Lepidopt was practically running now, and Bozzaris pitched his bag of doughnuts at a trash can as they hurried past it. "So where do we look?"
"We have one clue: The machine isn't here."
Fifteen
Bennett Bradley stood up as the two men nodded to him and halted in the restaurant aisle beside his booth. One was short and pudgy and darkly bearded, and the other was tall and effeminate with a white brush cut, and they both wore dark business suits. And by the morning light shining through the windows across the room, they both looked tired.
"Mr. Bradley," said the white-haired one, bowing sketchily. "You can call me Sturm."
"Drang here," said the bearded one with a smile, blinking behind eyeglasses.

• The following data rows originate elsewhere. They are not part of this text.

// SPDX-License-Identifier: MIT

pub mod condition;
pub mod graph;
pub mod loader;
pub mod registry;
pub mod run;
pub mod state;
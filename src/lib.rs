// SPDX-License-Identifier: MIT

//! stepgraph-rs: a graph workflow engine
//!
//! Graphs of named steps connected by linear and conditional edges are
//! validated once, then executed by a bounded interpreter loop that threads
//! a `WorkflowState` through each node. Runs can be driven in-process with
//! an `Executor` or submitted to a `WorkflowService` and polled by id.

pub mod config;
pub mod demos;
pub mod engine;
pub mod service;
pub mod workflow;

pub use config::EngineConfig;
pub use engine::{EngineError, RunError, Step, StepError, ValidationError};
pub use service::WorkflowService;
pub use workflow::graph::{Executor, GraphDefinition, GraphSpec, RunOutcome, END};
pub use workflow::registry::StepRegistry;
pub use workflow::run::{RunRecord, RunStatus};
pub use workflow::state::WorkflowState;
// SPDX-License-Identifier: MIT

//! Bundled demo workflows

pub mod code_review;
pub mod counter;

use crate::engine::error::EngineError;
use crate::service::WorkflowService;
use crate::workflow::graph::GraphSpec;
use crate::workflow::registry::StepRegistry;

/// Register every demo step and predicate
pub async fn register_all(registry: &StepRegistry) {
    code_review::register(registry).await;
    counter::register(registry).await;
}

/// Demo graphs with the ids they are stored under
pub fn graph_specs() -> Vec<(&'static str, GraphSpec)> {
    vec![
        (code_review::GRAPH_ID, code_review::graph_spec()),
        (counter::GRAPH_ID, counter::graph_spec()),
    ]
}

/// Store the demo graphs in a service whose registry already has the demo steps
pub async fn install(service: &WorkflowService) -> Result<(), EngineError> {
    for (graph_id, spec) in graph_specs() {
        service.insert_graph(graph_id, &spec).await?;
    }
    Ok(())
}

/// Registry holding only the demo steps
pub async fn registry() -> StepRegistry {
    let registry = StepRegistry::new();
    register_all(&registry).await;
    registry
}
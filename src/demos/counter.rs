// SPDX-License-Identifier: MIT

//! Counter loop: start, then increment and check until the count reaches 3

use serde_json::json;

use crate::engine::error::StepError;
use crate::workflow::graph::{BranchSpec, GraphSpec, END};
use crate::workflow::registry::StepRegistry;
use crate::workflow::state::WorkflowState;

pub const GRAPH_ID: &str = "demo-counter";

pub async fn register(registry: &StepRegistry) {
    registry.register_fn("start_step", start_step).await;
    registry.register_fn("increment", increment).await;
    registry.register_fn("check_value", check_value).await;
}

pub fn graph_spec() -> GraphSpec {
    GraphSpec::new("counter")
        .with_description("Increment a counter until it reaches 3")
        .node("step_1", "start_step")
        .node("step_2", "increment")
        .node("step_3", "check_value")
        .entry("step_1")
        .edge("step_1", "step_2")
        .edge("step_2", "step_3")
        .conditional("step_3", vec![BranchSpec::when("count < 3", "step_2")], END)
}

fn start_step(mut state: WorkflowState) -> Result<WorkflowState, StepError> {
    state.update("status", json!("started"));
    state.update("count", json!(0));
    Ok(state)
}

fn increment(mut state: WorkflowState) -> Result<WorkflowState, StepError> {
    let count = state
        .get("count")
        .and_then(|v| v.as_i64())
        .ok_or_else(|| StepError::MissingField("count".to_string()))?;
    state.update("count", json!(count + 1));
    Ok(state)
}

fn check_value(state: WorkflowState) -> Result<WorkflowState, StepError> {
    log::info!("Current count is {}", state.get("count").cloned().unwrap_or_default());
    Ok(state)
}
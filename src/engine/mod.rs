// SPDX-License-Identifier: MIT

//! Engine contracts - errors and the step interface
//!
//! This module provides the pieces every other module builds on:
//! - `Step` - the capability a node implementation provides
//! - `Predicate` - a pure test guarding a conditional branch
//! - the typed error hierarchy

pub mod error;
pub mod step;

pub use error::{EngineError, RunError, StepError, ValidationError};
pub use step::{FnStep, Predicate, Step};
#[tokio::test]
async fn test_routes_record_branch_and_default() {
    let registry = quality_registry(true).await;
    let graph = GraphDefinition::build(&QUALITY_LOOP, &registry).await.unwrap();
    let outcome = Executor::new(10)
        .run(&graph, graph.initial_state(json!(null)))
        .await;

    let routes: Vec<_> = outcome
        .state()
        .routes()
        .iter()
        .map(|d| (d.round, d.to.clone(), d.route.clone()))
        .collect();
    assert_eq!(
        routes,
        vec![
            (
                1,
                "improve".to_string(),
                Route::Branch {
                    index: 0,
                    predicate: "score >= 10".to_string()
                }
            ),
            (
                3,
                "improve".to_string(),
                Route::Branch {
                    index: 0,
                    predicate: "score >= 10".to_string()
                }
            ),
            (5, END.to_string(), Route::Default),
        ]
    );
}

#[tokio::test]
async fn test_graph_files_match_builtin_demos() {
    let loader = GraphLoader::new();
    let review = loader.load_graph(graph_file("code_review.yaml")).unwrap();
    let counter = loader.load_graph(graph_file("counter.json")).unwrap();

    let registry = demos::registry().await;
    let review = GraphDefinition::build(&review, &registry).await.unwrap();
    let counter = GraphDefinition::build(&counter, &registry).await.unwrap();

    let outcome = Executor::new(50)
        .run(&review, review.initial_state(json!(BAD_CODE)))
        .await;
    assert_eq!(outcome.state().get("complexity_score"), Some(&json!(5)));

    let outcome = Executor::new(50)
        .run(&counter, counter.initial_state(json!("Test Run")))
        .await;
    assert_eq!(outcome.state().get("count"), Some(&json!(3)));
}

"Please sit down," Bennett said. It was barely nine in the morning, and one of these — Sturm, he thought — had called him at seven this morning. Bennett was tired too — he would have liked to sleep later, after having flown home from Shasta last night, and taken the remote-parking shuttle to the car, and then negotiated the freeways to home.
He had left the house this morning without waking Moira.
The two men sat down in the booth, bracketing Bennett.
"We spoke," said Sturm, on Bennett's right, "to your brother-in-law, Francis Marrity, on the phone this morning; and we told him that we had called you last night. We mentioned that we would have to deal with both of Lisa Marrity's heirs to finalize our sale— that is, you and your wife as well as him. He, ah, said that possession is nine-tenths of the law, and hung up. He has checked his daughter out of the hospital, and they have not returned to their house in San Bernardino."
"Hospital? What was she in the hospital for?"
"A tracheotomy. She choked on some food, apparently."
"Kid eats like a pig," said Bennett. "She'll probably need it again, they should have installed a valve."
"Just coffee, for all of us," said Drang to the waitress who had walked up with a pad. When she had nodded and moved on, he said to Bennett, "The price is fifty thousand dollars, and we would like to consummate this transaction as soon as possible. Today, ideally." The fat man's breath smelled like spearmint Tic Tacs.